Negli ultimi anni hai scritto tante canzoni. E hai deciso di raccoglierle in due volumi sotto un unico titolo: L’arte della guerra. Spiegami come questo titolo, che chiama in causa il trattato di Sun Tzu, chiude il cerchio con la nuova uscita del 7 aprile…
Il titolo è più che altro una suggestione, frutto di un incontro del tutto fortuito in libreria qualche anno fa. Leggendo le parole di Sun Tzu ho ritrovato alcune riflessioni, come l’inevitabilità del conflitto umano o l’equilibrio che l’uomo dovrebbe imparare osservando e conoscendo la natura, che in modo più occidentale stavo facendo in quel periodo. Mi sembrava un bel titolo, molto evocativo.
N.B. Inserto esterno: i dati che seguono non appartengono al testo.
//! Purpose-tagged signed tokens for the account lifecycle.
//!
//! Tokens are EdDSA-signed compact strings (`header.claims.signature`,
//! base64url unpadded). Every token carries a purpose tag, and
//! verification checks the tag against what the calling operation
//! expects, so a verification link can never be replayed as a session.
//! Issuing has no side effects; single-use enforcement for email links
//! lives in the verification ledger.

use base64ct::{Base64UrlUnpadded, Encoding};
use ed25519_dalek::{Signature, Signer, SigningKey, Verifier};
use serde::{Deserialize, Serialize};
use std::time::Duration;
use thiserror::Error;
use time::OffsetDateTime;
use uuid::Uuid;

pub const TOKEN_VERSION: u8 = 1;

/// What a token is allowed to be used for.
#[derive(Clone, Copy, Debug, PartialEq, Eq)]
pub enum TokenPurpose {
    EmailVerification,
    ResetPassword,
    Session,
}

impl TokenPurpose {
    #[must_use]
    pub fn as_str(self) -> &'static str {
        match self {
            Self::EmailVerification => "email-verification",
            Self::ResetPassword => "reset-password",
            Self::Session => "session",
        }
    }
}

#[derive(Debug, Clone, Serialize, Deserialize, PartialEq, Eq)]
pub struct TokenHeader {
    pub alg: String,
    pub typ: String,
}

impl TokenHeader {
    fn eddsa() -> Self {
        Self {
            alg: "EdDSA".to_string(),
            typ: "JWT".to_string(),
        }
    }
}

#[derive(Debug, Clone, Serialize, Deserialize, PartialEq, Eq)]
pub struct TokenClaims {
    pub v: u8,
    pub sub: String,
    pub purpose: String,
    pub exp: i64,
    pub iat: i64,
    pub jti: String,
}

impl TokenClaims {
    /// Parse the subject claim back into an account id.
    ///
    /// # Errors
    ///
    /// Returns `InvalidSubject` if the claim is not a UUID.
    pub fn subject(&self) -> Result<Uuid, Error> {
        Uuid::parse_str(&self.sub).map_err(|_| Error::InvalidSubject)
    }
}

#[derive(Debug, Error)]
pub enum Error {
    #[error("invalid token format")]
    TokenFormat,
    #[error("invalid base64url encoding")]
    Base64,
    #[error("invalid json")]
    Json(#[from] serde_json::Error),
    #[error("unsupported algorithm: {0}")]
    UnsupportedAlg(String),
    #[error("invalid signature")]
    InvalidSignature,
    #[error("invalid token version")]
    InvalidVersion,
    #[error("invalid purpose")]
    InvalidPurpose,
    #[error("invalid subject")]
    InvalidSubject,
    #[error("token expired")]
    Expired,
}

impl Error {
    /// Whether the failure was a valid-but-expired token, as opposed to a
    /// malformed or forged one.
    #[must_use]
    pub fn is_expired(&self) -> bool {
        matches!(self, Self::Expired)
    }
}

fn b64e_json<T: Serialize>(value: &T) -> Result<String, Error> {
    let json = serde_json::to_vec(value)?;
    Ok(Base64UrlUnpadded::encode_string(&json))
}

fn b64d_json<T: for<'de> Deserialize<'de>>(s: &str) -> Result<T, Error> {
    let bytes = Base64UrlUnpadded::decode_vec(s).map_err(|_| Error::Base64)?;
    Ok(serde_json::from_slice(&bytes)?)
}

/// Issues and verifies the service's signed tokens with a single Ed25519
/// key derived from the configured seed.
pub struct TokenIssuer {
    signing_key: SigningKey,
}

impl TokenIssuer {
    #[must_use]
    pub fn from_seed(seed: [u8; 32]) -> Self {
        Self {
            signing_key: SigningKey::from_bytes(&seed),
        }
    }

    /// Create a signed token for `subject`, valid for `ttl`.
    ///
    /// # Errors
    ///
    /// Returns an error if claims JSON cannot be encoded.
    pub fn issue(
        &self,
        subject: Uuid,
        purpose: TokenPurpose,
        ttl: Duration,
    ) -> Result<String, Error> {
        let now = OffsetDateTime::now_utc().unix_timestamp();
        let ttl_seconds = i64::try_from(ttl.as_secs()).unwrap_or(i64::MAX);
        let claims = TokenClaims {
            v: TOKEN_VERSION,
            sub: subject.to_string(),
            purpose: purpose.as_str().to_string(),
            exp: now.saturating_add(ttl_seconds),
            iat: now,
            jti: Uuid::new_v4().to_string(),
        };

        self.sign_claims(&claims)
    }

    fn sign_claims(&self, claims: &TokenClaims) -> Result<String, Error> {
        let header_b64 = b64e_json(&TokenHeader::eddsa())?;
        let claims_b64 = b64e_json(claims)?;
        let signing_input = format!("{header_b64}.{claims_b64}");

        let signature: Signature = self.signing_key.sign(signing_input.as_bytes());
        let signature_b64 = Base64UrlUnpadded::encode_string(&signature.to_bytes());

        Ok(format!("{signing_input}.{signature_b64}"))
    }

    /// Verify a token and return its decoded claims.
    ///
    /// # Errors
    ///
    /// Returns an error if:
    /// - the token is malformed or contains invalid base64/json,
    /// - the signature is invalid,
    /// - the claims fail validation (`v`, `purpose`, `exp`).
    pub fn verify(&self, token: &str, expected: TokenPurpose) -> Result<TokenClaims, Error> {
        let mut parts = token.split('.');
        let header_b64 = parts.next().ok_or(Error::TokenFormat)?;
        let claims_b64 = parts.next().ok_or(Error::TokenFormat)?;
        let sig_b64 = parts.next().ok_or(Error::TokenFormat)?;
        if parts.next().is_some() {
            return Err(Error::TokenFormat);
        }

        let header: TokenHeader = b64d_json(header_b64)?;
        if header.alg != "EdDSA" {
            return Err(Error::UnsupportedAlg(header.alg));
        }

        let signing_input = format!("{header_b64}.{claims_b64}");
        let signature_bytes = Base64UrlUnpadded::decode_vec(sig_b64).map_err(|_| Error::Base64)?;
        let signature =
            Signature::try_from(signature_bytes.as_slice()).map_err(|_| Error::InvalidSignature)?;
        self.signing_key
            .verifying_key()
            .verify(signing_input.as_bytes(), &signature)
            .map_err(|_| Error::InvalidSignature)?;

        let claims: TokenClaims = b64d_json(claims_b64)?;
        if claims.v != TOKEN_VERSION {
            return Err(Error::InvalidVersion);
        }
        if claims.purpose != expected.as_str() {
            return Err(Error::InvalidPurpose);
        }
        if claims.exp <= OffsetDateTime::now_utc().unix_timestamp() {
            return Err(Error::Expired);
        }

        Ok(claims)
    }
}

#[cfg(test)]
mod tests {
    use super::{Error, TokenClaims, TokenIssuer, TokenPurpose, TOKEN_VERSION};
    use std::time::Duration;
    use time::OffsetDateTime;
    use uuid::Uuid;

    fn issuer() -> TokenIssuer {
        TokenIssuer::from_seed([7u8; 32])
    }

    #[test]
    fn issue_and_verify_round_trip() -> Result<(), Error> {
        let subject = Uuid::new_v4();
        for purpose in [
            TokenPurpose::EmailVerification,
            TokenPurpose::ResetPassword,
            TokenPurpose::Session,
        ] {
            let token = issuer().issue(subject, purpose, Duration::from_secs(3600))?;
            let claims = issuer().verify(&token, purpose)?;
            assert_eq!(claims.subject()?, subject);
            assert_eq!(claims.purpose, purpose.as_str());
        }
        Ok(())
    }

    #[test]
    fn verify_rejects_purpose_mismatch() -> Result<(), Error> {
        let token = issuer().issue(
            Uuid::new_v4(),
            TokenPurpose::EmailVerification,
            Duration::from_secs(3600),
        )?;
        let result = issuer().verify(&token, TokenPurpose::Session);
        assert!(matches!(result, Err(Error::InvalidPurpose)));
        Ok(())
    }

    #[test]
    fn verify_rejects_expired_regardless_of_signature() -> Result<(), Error> {
        let now = OffsetDateTime::now_utc().unix_timestamp();
        let claims = TokenClaims {
            v: TOKEN_VERSION,
            sub: Uuid::new_v4().to_string(),
            purpose: TokenPurpose::ResetPassword.as_str().to_string(),
            exp: now - 1,
            iat: now - 900,
            jti: Uuid::new_v4().to_string(),
        };
        let token = issuer().sign_claims(&claims)?;
        let result = issuer().verify(&token, TokenPurpose::ResetPassword);
        assert!(matches!(result, Err(Error::Expired)));
        assert!(result.unwrap_err().is_expired());
        Ok(())
    }

    #[test]
    fn verify_rejects_other_key() -> Result<(), Error> {
        let token = issuer().issue(
            Uuid::new_v4(),
            TokenPurpose::Session,
            Duration::from_secs(3600),
        )?;
        let other = TokenIssuer::from_seed([9u8; 32]);
        let result = other.verify(&token, TokenPurpose::Session);
        assert!(matches!(result, Err(Error::InvalidSignature)));
        Ok(())
    }

    #[test]
    fn verify_rejects_tampered_claims() -> Result<(), Error> {
        let token = issuer().issue(
            Uuid::new_v4(),
            TokenPurpose::Session,
            Duration::from_secs(3600),
        )?;
        let mut parts: Vec<&str> = token.split('.').collect();
        let forged = super::b64e_json(&TokenClaims {
            v: TOKEN_VERSION,
            sub: Uuid::new_v4().to_string(),
            purpose: TokenPurpose::Session.as_str().to_string(),
            exp: i64::MAX,
            iat: 0,
            jti: Uuid::new_v4().to_string(),
        })?;
        parts[1] = &forged;
        let tampered = parts.join(".");
        let result = issuer().verify(&tampered, TokenPurpose::Session);
        assert!(matches!(result, Err(Error::InvalidSignature)));
        Ok(())
    }

    #[test]
    fn verify_rejects_garbage() {
        assert!(matches!(
            issuer().verify("not-a-token", TokenPurpose::Session),
            Err(Error::TokenFormat)
        ));
        assert!(matches!(
            issuer().verify("a.b.c.d", TokenPurpose::Session),
            Err(Error::TokenFormat)
        ));
    }

    #[test]
    fn purpose_strings_are_stable() {
        assert_eq!(TokenPurpose::EmailVerification.as_str(), "email-verification");
        assert_eq!(TokenPurpose::ResetPassword.as_str(), "reset-password");
        assert_eq!(TokenPurpose::Session.as_str(), "session");
    }
}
Il disco si apre con un sottofondo “quotidiano”. Vorrei che mi raccontassi quei suoni, quel rumore di vita e la connessione sia con l’incipit di tutto il lavoro che con quello di Inseguendo la città
Il disco si apre esattamente da dove era finito il Volume 1. Ci tengo moltissimo a questo genere di cose, se vuoi sono un po’ maniaco: diciamo che per me i dischi sono come un racconto continuo, e ovviamente il Volume 1 e il Volume 2 dovevano essere ancora più legati. Se tu li ascolti di seguito ti accorgi che il rumore di fondo che sfuma alla fine del Volume 1 è lo stesso che apre il Volume 2, ed è nient’altro che il rumore del mio studio, Jacuzi, dove ho registrato tutto quanto. Ho messo un paio di microfoni panoramici e ho registrato l’aria. Ci sono anche delle note di chitarra. Si sente qualcuno che sbatte i piatti, e qualcun altro che cammina.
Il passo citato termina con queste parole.